#### AIM OF THE TASK:
Go through the records and report each line holding the string "RedisLockStorage".

================

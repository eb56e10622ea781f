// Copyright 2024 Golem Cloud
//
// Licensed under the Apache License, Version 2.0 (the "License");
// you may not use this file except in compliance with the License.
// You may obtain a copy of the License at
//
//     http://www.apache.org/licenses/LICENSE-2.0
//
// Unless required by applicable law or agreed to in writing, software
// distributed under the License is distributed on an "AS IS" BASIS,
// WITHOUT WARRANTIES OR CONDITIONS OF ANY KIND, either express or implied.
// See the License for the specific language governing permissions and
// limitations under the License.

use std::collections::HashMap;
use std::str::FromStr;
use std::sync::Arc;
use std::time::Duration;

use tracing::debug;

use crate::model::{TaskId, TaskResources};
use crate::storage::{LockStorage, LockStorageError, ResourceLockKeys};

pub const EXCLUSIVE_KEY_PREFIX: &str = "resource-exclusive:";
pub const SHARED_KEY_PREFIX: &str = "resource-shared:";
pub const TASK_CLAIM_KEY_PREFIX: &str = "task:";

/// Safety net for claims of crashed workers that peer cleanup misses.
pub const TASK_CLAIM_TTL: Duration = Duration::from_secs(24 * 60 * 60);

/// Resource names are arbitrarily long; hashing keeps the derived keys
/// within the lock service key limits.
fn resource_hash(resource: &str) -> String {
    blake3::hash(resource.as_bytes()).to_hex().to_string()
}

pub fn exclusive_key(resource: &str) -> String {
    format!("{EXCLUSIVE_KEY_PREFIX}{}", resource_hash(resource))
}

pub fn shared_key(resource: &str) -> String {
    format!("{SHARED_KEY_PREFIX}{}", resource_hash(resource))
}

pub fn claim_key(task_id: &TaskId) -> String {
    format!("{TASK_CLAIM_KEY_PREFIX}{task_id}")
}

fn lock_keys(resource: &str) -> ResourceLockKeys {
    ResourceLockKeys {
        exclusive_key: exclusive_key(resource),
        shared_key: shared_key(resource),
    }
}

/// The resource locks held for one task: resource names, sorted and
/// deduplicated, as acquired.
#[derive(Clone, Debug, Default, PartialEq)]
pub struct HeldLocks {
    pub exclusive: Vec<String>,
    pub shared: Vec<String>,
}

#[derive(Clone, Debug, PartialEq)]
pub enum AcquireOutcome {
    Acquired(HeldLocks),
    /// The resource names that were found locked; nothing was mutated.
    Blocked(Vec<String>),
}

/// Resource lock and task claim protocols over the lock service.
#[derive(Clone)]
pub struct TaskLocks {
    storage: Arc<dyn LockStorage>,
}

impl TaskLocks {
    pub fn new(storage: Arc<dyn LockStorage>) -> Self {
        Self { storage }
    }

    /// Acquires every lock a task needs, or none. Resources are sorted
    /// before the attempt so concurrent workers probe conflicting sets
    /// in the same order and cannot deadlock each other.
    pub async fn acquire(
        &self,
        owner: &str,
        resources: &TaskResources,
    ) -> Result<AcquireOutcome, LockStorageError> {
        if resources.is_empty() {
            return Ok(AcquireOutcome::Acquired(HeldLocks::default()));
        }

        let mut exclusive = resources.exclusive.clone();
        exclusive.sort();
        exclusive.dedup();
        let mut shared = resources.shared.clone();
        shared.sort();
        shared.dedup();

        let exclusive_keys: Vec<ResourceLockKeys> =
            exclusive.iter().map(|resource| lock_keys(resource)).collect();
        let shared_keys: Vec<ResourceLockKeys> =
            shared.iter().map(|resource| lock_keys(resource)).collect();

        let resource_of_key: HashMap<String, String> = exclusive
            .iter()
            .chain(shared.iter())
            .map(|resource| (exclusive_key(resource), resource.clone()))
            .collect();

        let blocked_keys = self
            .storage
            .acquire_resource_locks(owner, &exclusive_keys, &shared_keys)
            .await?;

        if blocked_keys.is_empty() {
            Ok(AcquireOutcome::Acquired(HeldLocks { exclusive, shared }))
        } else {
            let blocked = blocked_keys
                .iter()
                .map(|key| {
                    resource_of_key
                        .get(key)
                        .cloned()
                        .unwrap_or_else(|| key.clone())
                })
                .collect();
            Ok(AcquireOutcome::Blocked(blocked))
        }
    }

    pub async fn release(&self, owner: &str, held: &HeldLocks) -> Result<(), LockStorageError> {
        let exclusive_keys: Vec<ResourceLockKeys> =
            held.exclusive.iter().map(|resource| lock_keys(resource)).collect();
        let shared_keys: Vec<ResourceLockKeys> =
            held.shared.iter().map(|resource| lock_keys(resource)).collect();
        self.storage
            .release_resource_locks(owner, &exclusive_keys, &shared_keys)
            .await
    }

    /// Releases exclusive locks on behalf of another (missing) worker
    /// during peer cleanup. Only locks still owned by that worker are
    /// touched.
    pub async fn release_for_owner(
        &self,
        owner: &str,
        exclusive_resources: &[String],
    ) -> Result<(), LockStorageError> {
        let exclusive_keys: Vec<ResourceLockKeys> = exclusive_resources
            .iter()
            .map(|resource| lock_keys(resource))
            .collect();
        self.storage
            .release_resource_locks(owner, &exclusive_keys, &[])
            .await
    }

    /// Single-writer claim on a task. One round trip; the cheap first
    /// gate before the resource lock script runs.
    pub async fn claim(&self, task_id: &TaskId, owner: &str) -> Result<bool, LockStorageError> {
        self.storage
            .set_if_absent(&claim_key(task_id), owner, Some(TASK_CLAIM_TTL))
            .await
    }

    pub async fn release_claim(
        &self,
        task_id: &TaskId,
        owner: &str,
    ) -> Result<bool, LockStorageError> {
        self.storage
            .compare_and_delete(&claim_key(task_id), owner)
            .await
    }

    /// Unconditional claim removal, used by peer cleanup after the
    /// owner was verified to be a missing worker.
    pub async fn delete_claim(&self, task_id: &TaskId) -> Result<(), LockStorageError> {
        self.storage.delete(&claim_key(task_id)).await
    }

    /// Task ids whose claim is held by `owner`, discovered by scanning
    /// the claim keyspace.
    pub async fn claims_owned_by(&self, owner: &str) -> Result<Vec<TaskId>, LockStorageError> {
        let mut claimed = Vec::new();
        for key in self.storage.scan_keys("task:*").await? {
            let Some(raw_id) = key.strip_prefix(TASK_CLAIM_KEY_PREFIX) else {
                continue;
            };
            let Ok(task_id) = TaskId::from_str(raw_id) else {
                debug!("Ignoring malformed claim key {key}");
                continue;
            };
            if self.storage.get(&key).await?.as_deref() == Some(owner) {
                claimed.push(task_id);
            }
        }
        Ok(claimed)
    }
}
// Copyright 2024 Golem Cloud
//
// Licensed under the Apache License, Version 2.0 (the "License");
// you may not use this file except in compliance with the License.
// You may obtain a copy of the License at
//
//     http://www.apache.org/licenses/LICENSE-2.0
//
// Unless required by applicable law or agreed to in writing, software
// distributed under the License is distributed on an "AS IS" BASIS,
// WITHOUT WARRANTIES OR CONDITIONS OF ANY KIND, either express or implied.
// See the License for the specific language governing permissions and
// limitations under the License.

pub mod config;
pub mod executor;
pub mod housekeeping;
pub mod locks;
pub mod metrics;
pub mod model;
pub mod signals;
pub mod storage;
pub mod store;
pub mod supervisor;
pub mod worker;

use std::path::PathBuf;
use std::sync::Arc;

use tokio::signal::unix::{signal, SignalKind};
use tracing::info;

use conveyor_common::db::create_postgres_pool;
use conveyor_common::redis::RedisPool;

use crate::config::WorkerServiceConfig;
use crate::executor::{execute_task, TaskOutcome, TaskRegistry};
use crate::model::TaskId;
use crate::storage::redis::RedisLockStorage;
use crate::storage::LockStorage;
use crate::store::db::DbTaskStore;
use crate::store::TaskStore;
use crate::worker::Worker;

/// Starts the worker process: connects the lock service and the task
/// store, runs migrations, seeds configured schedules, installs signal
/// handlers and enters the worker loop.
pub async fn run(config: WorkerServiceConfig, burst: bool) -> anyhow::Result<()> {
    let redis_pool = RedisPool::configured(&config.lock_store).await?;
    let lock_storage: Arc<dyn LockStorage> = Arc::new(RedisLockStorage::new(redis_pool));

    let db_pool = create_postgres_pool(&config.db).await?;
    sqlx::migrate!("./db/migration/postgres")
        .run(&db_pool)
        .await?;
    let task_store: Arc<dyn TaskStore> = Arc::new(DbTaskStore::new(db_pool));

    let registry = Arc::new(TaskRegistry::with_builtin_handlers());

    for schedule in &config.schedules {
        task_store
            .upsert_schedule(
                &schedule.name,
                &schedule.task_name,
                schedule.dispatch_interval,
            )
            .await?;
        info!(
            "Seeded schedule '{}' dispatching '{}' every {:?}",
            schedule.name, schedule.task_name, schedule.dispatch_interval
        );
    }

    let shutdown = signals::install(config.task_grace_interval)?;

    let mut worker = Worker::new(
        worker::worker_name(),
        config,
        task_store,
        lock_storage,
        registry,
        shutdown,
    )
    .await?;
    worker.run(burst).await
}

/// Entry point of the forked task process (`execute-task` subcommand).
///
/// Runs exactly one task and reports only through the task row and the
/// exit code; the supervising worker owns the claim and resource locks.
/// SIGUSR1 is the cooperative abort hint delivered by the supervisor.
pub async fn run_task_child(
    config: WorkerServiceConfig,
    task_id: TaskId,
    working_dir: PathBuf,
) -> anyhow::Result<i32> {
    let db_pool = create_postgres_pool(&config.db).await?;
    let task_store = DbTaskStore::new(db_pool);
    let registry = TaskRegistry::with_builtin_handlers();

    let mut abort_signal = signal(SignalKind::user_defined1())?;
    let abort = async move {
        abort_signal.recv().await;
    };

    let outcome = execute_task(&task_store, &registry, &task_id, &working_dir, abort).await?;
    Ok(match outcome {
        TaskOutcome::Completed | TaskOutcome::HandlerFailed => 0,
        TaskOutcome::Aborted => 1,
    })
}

================

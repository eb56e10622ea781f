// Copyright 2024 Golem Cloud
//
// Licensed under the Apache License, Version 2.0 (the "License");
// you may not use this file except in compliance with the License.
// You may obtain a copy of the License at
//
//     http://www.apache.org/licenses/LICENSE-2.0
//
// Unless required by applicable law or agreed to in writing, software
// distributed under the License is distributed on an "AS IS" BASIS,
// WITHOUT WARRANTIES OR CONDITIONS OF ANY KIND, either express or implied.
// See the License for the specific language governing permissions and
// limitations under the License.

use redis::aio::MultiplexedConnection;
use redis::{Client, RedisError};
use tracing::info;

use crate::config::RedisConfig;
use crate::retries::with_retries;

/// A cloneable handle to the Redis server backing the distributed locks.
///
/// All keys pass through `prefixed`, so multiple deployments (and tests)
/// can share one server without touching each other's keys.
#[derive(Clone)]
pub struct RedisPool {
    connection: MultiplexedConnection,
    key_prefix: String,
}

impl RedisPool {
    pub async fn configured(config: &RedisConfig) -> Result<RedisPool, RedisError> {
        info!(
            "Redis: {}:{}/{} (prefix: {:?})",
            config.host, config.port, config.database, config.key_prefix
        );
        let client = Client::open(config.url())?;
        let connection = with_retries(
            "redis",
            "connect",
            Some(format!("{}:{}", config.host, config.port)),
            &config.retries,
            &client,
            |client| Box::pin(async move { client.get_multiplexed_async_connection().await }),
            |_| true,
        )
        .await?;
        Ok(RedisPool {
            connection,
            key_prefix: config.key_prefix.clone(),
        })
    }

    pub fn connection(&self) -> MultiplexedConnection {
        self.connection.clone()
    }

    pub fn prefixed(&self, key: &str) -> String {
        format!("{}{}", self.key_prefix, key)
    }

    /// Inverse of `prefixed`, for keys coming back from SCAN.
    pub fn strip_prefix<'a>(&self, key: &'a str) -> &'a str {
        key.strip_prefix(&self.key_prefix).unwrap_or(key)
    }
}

================

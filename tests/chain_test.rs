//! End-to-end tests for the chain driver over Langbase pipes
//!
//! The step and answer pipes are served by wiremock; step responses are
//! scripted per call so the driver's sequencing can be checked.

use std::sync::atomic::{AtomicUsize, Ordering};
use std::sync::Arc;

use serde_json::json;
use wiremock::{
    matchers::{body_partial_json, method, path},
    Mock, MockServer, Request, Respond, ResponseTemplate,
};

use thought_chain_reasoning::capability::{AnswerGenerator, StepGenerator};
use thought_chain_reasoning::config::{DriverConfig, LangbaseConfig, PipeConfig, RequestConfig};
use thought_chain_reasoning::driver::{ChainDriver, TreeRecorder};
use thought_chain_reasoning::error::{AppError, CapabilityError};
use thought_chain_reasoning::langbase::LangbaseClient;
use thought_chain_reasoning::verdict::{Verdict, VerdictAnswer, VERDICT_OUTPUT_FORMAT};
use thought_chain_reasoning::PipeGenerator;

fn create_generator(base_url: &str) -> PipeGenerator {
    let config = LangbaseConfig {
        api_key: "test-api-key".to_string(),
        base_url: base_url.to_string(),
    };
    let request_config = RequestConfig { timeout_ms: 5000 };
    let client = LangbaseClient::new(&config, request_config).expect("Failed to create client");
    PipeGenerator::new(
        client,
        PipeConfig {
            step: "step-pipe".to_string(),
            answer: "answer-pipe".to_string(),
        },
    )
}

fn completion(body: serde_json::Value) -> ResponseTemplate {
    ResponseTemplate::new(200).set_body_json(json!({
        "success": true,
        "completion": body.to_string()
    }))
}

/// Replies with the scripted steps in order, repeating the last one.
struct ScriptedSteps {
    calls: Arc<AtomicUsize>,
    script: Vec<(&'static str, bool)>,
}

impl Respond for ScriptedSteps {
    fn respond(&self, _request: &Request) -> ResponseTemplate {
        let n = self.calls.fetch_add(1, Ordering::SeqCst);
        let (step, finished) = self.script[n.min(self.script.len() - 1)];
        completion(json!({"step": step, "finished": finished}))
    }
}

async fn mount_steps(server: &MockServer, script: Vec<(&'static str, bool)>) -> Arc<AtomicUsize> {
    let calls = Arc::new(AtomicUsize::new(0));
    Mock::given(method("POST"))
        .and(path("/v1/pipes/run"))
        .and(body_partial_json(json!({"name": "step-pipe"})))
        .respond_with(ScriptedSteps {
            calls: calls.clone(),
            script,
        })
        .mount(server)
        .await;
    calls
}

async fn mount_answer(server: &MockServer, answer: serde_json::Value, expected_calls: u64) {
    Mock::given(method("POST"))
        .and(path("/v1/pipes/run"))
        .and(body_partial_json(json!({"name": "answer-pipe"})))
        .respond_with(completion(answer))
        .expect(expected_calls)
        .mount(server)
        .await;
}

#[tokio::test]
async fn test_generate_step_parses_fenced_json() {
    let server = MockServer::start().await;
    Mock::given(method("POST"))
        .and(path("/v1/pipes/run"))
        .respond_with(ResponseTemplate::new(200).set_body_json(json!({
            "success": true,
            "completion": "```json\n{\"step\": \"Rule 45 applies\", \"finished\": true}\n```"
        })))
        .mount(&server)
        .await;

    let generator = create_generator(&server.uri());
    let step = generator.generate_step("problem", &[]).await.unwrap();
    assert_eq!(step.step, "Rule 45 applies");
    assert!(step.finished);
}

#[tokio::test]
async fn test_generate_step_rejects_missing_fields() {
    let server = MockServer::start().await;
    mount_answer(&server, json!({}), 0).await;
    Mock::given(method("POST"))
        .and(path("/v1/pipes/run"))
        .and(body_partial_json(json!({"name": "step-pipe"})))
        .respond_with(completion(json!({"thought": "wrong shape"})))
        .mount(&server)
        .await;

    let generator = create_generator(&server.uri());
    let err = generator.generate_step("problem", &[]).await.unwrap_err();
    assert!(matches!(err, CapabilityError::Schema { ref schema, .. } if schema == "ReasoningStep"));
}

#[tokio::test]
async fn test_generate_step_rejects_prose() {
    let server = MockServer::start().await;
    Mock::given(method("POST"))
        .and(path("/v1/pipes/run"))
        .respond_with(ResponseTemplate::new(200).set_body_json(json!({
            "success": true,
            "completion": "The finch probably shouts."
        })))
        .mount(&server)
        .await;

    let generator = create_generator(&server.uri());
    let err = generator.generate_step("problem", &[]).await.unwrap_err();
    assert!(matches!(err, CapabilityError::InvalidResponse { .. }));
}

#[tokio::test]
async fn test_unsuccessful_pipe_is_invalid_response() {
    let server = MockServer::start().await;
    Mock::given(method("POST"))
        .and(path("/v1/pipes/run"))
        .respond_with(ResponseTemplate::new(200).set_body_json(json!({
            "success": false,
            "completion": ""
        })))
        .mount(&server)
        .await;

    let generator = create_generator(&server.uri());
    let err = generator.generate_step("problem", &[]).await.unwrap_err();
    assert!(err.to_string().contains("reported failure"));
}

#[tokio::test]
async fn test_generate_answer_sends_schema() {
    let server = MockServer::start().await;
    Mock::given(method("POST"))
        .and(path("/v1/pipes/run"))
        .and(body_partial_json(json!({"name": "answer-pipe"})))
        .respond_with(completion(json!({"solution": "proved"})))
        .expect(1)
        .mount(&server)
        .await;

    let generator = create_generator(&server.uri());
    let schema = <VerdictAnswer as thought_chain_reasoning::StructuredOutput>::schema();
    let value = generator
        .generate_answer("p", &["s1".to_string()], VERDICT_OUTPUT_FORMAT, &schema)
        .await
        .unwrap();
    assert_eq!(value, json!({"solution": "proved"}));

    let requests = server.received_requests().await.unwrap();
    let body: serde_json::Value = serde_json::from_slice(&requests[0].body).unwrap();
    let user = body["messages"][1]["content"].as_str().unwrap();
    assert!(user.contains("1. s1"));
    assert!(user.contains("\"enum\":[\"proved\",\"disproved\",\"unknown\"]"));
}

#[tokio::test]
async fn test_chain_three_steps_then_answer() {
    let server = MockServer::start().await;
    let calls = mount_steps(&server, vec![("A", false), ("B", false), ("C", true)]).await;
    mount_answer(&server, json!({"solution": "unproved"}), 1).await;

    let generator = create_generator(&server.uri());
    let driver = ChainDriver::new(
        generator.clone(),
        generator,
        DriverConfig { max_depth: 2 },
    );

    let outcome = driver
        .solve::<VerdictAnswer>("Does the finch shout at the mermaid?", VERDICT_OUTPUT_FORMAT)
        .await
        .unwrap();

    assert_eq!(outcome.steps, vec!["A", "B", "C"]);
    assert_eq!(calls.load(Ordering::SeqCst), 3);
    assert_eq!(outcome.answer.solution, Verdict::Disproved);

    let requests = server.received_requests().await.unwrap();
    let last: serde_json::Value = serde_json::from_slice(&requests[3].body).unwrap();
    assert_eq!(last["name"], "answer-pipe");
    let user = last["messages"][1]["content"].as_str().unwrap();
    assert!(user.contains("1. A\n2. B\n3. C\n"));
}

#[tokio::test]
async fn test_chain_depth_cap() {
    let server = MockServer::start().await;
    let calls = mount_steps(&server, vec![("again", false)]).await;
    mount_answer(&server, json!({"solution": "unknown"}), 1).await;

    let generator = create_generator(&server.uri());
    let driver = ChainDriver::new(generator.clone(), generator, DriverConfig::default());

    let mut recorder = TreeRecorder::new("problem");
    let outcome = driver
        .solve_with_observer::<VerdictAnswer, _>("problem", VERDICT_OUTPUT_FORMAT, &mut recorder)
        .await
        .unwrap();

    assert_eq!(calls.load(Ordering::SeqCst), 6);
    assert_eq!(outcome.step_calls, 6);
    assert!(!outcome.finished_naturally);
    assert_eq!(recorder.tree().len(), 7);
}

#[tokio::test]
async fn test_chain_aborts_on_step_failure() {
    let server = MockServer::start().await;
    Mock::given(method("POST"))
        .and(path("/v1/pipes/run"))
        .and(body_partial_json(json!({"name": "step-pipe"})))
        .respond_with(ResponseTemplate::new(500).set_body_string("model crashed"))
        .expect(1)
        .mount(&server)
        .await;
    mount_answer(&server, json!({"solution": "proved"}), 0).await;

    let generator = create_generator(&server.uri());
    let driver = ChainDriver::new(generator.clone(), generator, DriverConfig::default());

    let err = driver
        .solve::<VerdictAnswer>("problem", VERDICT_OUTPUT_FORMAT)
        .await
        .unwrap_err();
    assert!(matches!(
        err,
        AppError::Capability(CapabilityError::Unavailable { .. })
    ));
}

================

#### REPLY TO THE TASK:
use crate::storage::redis::RedisLockStorage;
    let lock_storage: Arc<dyn LockStorage> = Arc::new(RedisLockStorage::new(redis_pool));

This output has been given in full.